# New Puppy Won't Go to Bathroom



## bas320 (Nov 18, 2009)

I have a new small mixed-breed puppy (15 weeks) that I just brought home today. He's wonderful and seems to be adjusting pretty well, except that he hasn't gone to the bathroom. I've taken him on 2 long walks and outside for varying times about 5 other times. He did pee once in his crate on a puppy pad right after I brought him in from outside. I think previously he was in a large crate with other puppies and there were puppy pads. He has eaten once and had a little bit of water (doesn't seem to be drinking much). I'm worried that he is too nervous to go in front of me and may make himself sick from not going. Suggestions??


----------



## Xeph (May 7, 2007)

He's normal  Some puppies won't go for a couple DAYS let alone a couple hours!

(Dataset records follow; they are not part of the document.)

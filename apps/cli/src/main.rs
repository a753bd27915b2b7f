//! ghostwriter CLI: manage a Ghost site's content, members and settings
//! through the Admin API.

mod commands;
mod output;

use clap::Parser;
use color_eyre::eyre::Result;
use tokio_util::sync::CancellationToken;
use tracing::info;

use commands::Cli;

fn main() -> Result<()> {
    color_eyre::install()?;
    let cli = Cli::parse();
    commands::init_tracing(&cli);

    let runtime = tokio::runtime::Builder::new_multi_thread()
        .enable_all()
        .build()?;
    let result = runtime.block_on(run_until_interrupted(cli));

    // Stdin reads and terminal prompts sit on blocking threads that cannot be
    // interrupted; don't wait for them once the command has returned.
    runtime.shutdown_background();
    result
}

async fn run_until_interrupted(cli: Cli) -> Result<()> {
    let cancel = CancellationToken::new();
    let on_signal = cancel.clone();
    tokio::spawn(async move {
        if tokio::signal::ctrl_c().await.is_ok() {
            info!("interrupted, cancelling");
            on_signal.cancel();
        }
    });

    commands::run(cli, cancel).await
}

Just keep taking him out every 10-15 minutes and make sure you don't let him have free roam of the house until he's gone!


----------



## Pai (Apr 23, 2008)

Icesis didn't poop for 2 days after we got her, and she was 4. It's most likely just stress from the big change.


----------



## hulkamaniac (Feb 11, 2009)

Brutus pooped every 10 minutes when I got him and he was 11. Trust me, you don't want to deal with that. It was days before I got any sleep.


----------



## Labsnothers (Oct 10, 2009)

Check the stickies and see if they tell you how to know when your puppy needs to go. If not, post back. Take it out when it shows signs of needing to go. Walk it around until it does. Then lavish praise on it.


----------



## SandyPuppy (Aug 8, 2009)

Its normal for a new pet to not go to the bathroom for 1-2 days. He is just stressed out. He will probably start going tomorrow.


----------



## Northern_Inuit_Luv (Aug 26, 2009)

We had this with our husky pup when she was in new places...try to stick to one specific potty area...if he poops, try to leave some of it there, if you can. When he smells it, he will know what he's supposed to do, or feel comfortable doing it again in that area. If you are visiting families for the holidays, and you still see him being shy about eliminating on a walk, it might not be a bad idea to bag some poo to bring it with (sounds sick, i know...but it works).


----------